Data to process:
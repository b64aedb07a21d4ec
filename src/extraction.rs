//! Boundary to the contact extraction service.
//!
//! The hosted model receives the ordered card images and answers with a
//! JSON contact object, optionally carrying `logoBox`/`photoBox`. This
//! module only interprets that answer; issuing the request is the caller's
//! business. Two shapes are accepted:
//!
//! ```json
//! { "contact": { "fullName": "Jane Doe", ... }, "confidence": 0.92 }
//! { "fullName": "Jane Doe", ... }
//! ```
//!
//! An object with a `contact` key is always read as the wrapped shape, so a
//! broken wrapped answer is an error rather than an empty bare contact.
//!
//! Any failure collapses into one [`ExtractionError`] whose message is what
//! the user sees; the underlying detail is logged. Failures are terminal:
//! nothing here retries.

use crate::types::ContactRecord;
use serde::Deserialize;
use thiserror::Error;
use tracing::{debug, warn};

/// Message shown to the user for every extraction failure.
pub const USER_MESSAGE: &str = "Could not interpret business card data.";

#[derive(Error, Debug)]
pub enum ExtractionError {
    #[error("{}", USER_MESSAGE)]
    NoData,
    #[error("{}", USER_MESSAGE)]
    Malformed(#[source] serde_json::Error),
    #[error("{}", USER_MESSAGE)]
    Service(String),
}

/// Parsed extraction result.
#[derive(Debug, Clone, Default, PartialEq, Deserialize)]
pub struct ExtractionResponse {
    pub contact: ContactRecord,
    /// Service-reported confidence in `[0, 1]`; 0 when not reported.
    #[serde(default)]
    pub confidence: f64,
}

/// A collaborator that turns card images into a contact.
///
/// One call is one request; implementations must not retry.
pub trait Extractor {
    fn extract(&self, images: &[Vec<u8>]) -> Result<ExtractionResponse, ExtractionError>;
}

/// Interpret the service's JSON answer.
pub fn parse_response(text: &str) -> Result<ExtractionResponse, ExtractionError> {
    let text = text.trim();
    if text.is_empty() {
        warn!("extraction service returned no data");
        return Err(ExtractionError::NoData);
    }
    let value: serde_json::Value = serde_json::from_str(text).map_err(|e| {
        warn!(error = %e, "extraction response is not JSON");
        ExtractionError::Malformed(e)
    })?;
    if !value.is_object() {
        warn!("extraction response is not a JSON object");
        return Err(ExtractionError::NoData);
    }
    let wrapped = value.get("contact").is_some();
    let parsed = if wrapped {
        serde_json::from_value::<ExtractionResponse>(value)
    } else {
        serde_json::from_value::<ContactRecord>(value).map(|contact| ExtractionResponse {
            contact,
            confidence: 0.0,
        })
    };
    let response = parsed.map_err(|e| {
        warn!(error = %e, wrapped, "extraction response has an unexpected shape");
        ExtractionError::Malformed(e)
    })?;
    debug!(
        confidence = response.confidence,
        logo_box = response.contact.logo_box.is_some(),
        photo_box = response.contact.photo_box.is_some(),
        "extraction response parsed"
    );
    Ok(response)
}

/// Extractor that replays a response recorded earlier (e.g. saved to disk).
pub struct JsonResponseExtractor {
    text: String,
}

impl JsonResponseExtractor {
    pub fn new(text: impl Into<String>) -> Self {
        Self { text: text.into() }
    }
}

impl Extractor for JsonResponseExtractor {
    fn extract(&self, images: &[Vec<u8>]) -> Result<ExtractionResponse, ExtractionError> {
        if images.is_empty() {
            debug!("replaying extraction response without images");
        }
        parse_response(&self.text)
    }
}
//! Output file naming.
//!
//! - vCards are named after the contact: whitespace runs in the full name
//!   become a single `_` (`"Jane  Doe"` → `Jane_Doe.vcf`). A contact without
//!   a full name is saved as `contact.vcf`. Path separators and control
//!   characters count as whitespace and a leading run of dots becomes `_`,
//!   so the name always stays a single file inside the output directory
//!   (`"../x"` → `_x.vcf`).
//! - Slot images are named after the slot (`logo.jpg`, `photo.jpg`).

use crate::types::{EncodedImage, GraphicSlot};

/// Stem used when a contact has no full name.
pub const DEFAULT_STEM: &str = "contact";

/// Replace each run of whitespace with a single underscore.
///
/// - `"Jane Doe"` → `"Jane_Doe"`
/// - `"Mary  Ann\tSmith"` → `"Mary_Ann_Smith"`
/// - `" Lead"` → `"_Lead"`
pub fn underscore_whitespace(name: &str) -> String {
    let mut out = String::with_capacity(name.len());
    let mut in_space = false;
    for c in name.chars() {
        if c.is_whitespace() {
            if !in_space {
                out.push('_');
            }
            in_space = true;
        } else {
            out.push(c);
            in_space = false;
        }
    }
    out
}

/// Turn a display name into a stem usable as one path component.
fn path_safe_stem(name: &str) -> String {
    let spaced: String = name
        .chars()
        .map(|c| {
            if matches!(c, '/' | '\\') || c.is_control() {
                ' '
            } else {
                c
            }
        })
        .collect();
    let stem = underscore_whitespace(&spaced);
    let undotted = stem.trim_start_matches('.');
    if undotted.len() == stem.len() || undotted.starts_with('_') {
        undotted.to_string()
    } else {
        format!("_{undotted}")
    }
}

/// Suggested `.vcf` filename for a contact's full name.
pub fn vcard_filename(full_name: Option<&str>) -> String {
    let stem = match full_name {
        Some(name) if !name.is_empty() => path_safe_stem(name),
        _ => DEFAULT_STEM.to_string(),
    };
    format!("{stem}.vcf")
}

/// Filename for a slot image, extension taken from its encoding.
pub fn graphic_filename(slot: GraphicSlot, image: &EncodedImage) -> String {
    format!("{}.{}", slot.as_str(), image.extension())
}

#[cfg(test)]
mod tests {
    use super::*;

    #[test]
    fn single_spaces_become_underscores() {
        assert_eq!(underscore_whitespace("Jane Doe"), "Jane_Doe");
    }

    #[test]
    fn whitespace_runs_collapse() {
        assert_eq!(underscore_whitespace("Mary  Ann\tSmith"), "Mary_Ann_Smith");
    }

    #[test]
    fn leading_and_trailing_whitespace_is_kept_as_underscore() {
        assert_eq!(underscore_whitespace(" Lead "), "_Lead_");
    }

    #[test]
    fn vcard_filename_from_full_name() {
        assert_eq!(vcard_filename(Some("Jane Doe")), "Jane_Doe.vcf");
    }

    #[test]
    fn vcard_filename_defaults_when_missing() {
        assert_eq!(vcard_filename(None), "contact.vcf");
        assert_eq!(vcard_filename(Some("")), "contact.vcf");
    }

    #[test]
    fn vcard_filename_replaces_path_separators() {
        assert_eq!(vcard_filename(Some("Jane Doe / Acme")), "Jane_Doe_Acme.vcf");
        assert_eq!(vcard_filename(Some("Acme\\Sales")), "Acme_Sales.vcf");
        assert_eq!(vcard_filename(Some("Jane\nDoe")), "Jane_Doe.vcf");
    }

    #[test]
    fn vcard_filename_neutralizes_leading_dots() {
        assert_eq!(vcard_filename(Some("../escaped")), "_escaped.vcf");
        assert_eq!(vcard_filename(Some("..")), "_.vcf");
        assert_eq!(vcard_filename(Some(".hidden")), "_hidden.vcf");
        assert_eq!(vcard_filename(Some("J. Doe")), "J._Doe.vcf");
    }

    #[test]
    fn graphic_filename_uses_slot_and_extension() {
        let img = EncodedImage {
            bytes: Vec::new(),
            mime: "image/jpeg",
            width: 1,
            height: 1,
        };
        assert_eq!(graphic_filename(GraphicSlot::Photo, &img), "photo.jpg");
        assert_eq!(graphic_filename(GraphicSlot::Logo, &img), "logo.jpg");
    }
}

Required action:
If a line of the entries holds the word "business", copy it out.

Response area:
//! business. Two shapes are accepted:
pub const USER_MESSAGE: &str = "Could not interpret business card data.";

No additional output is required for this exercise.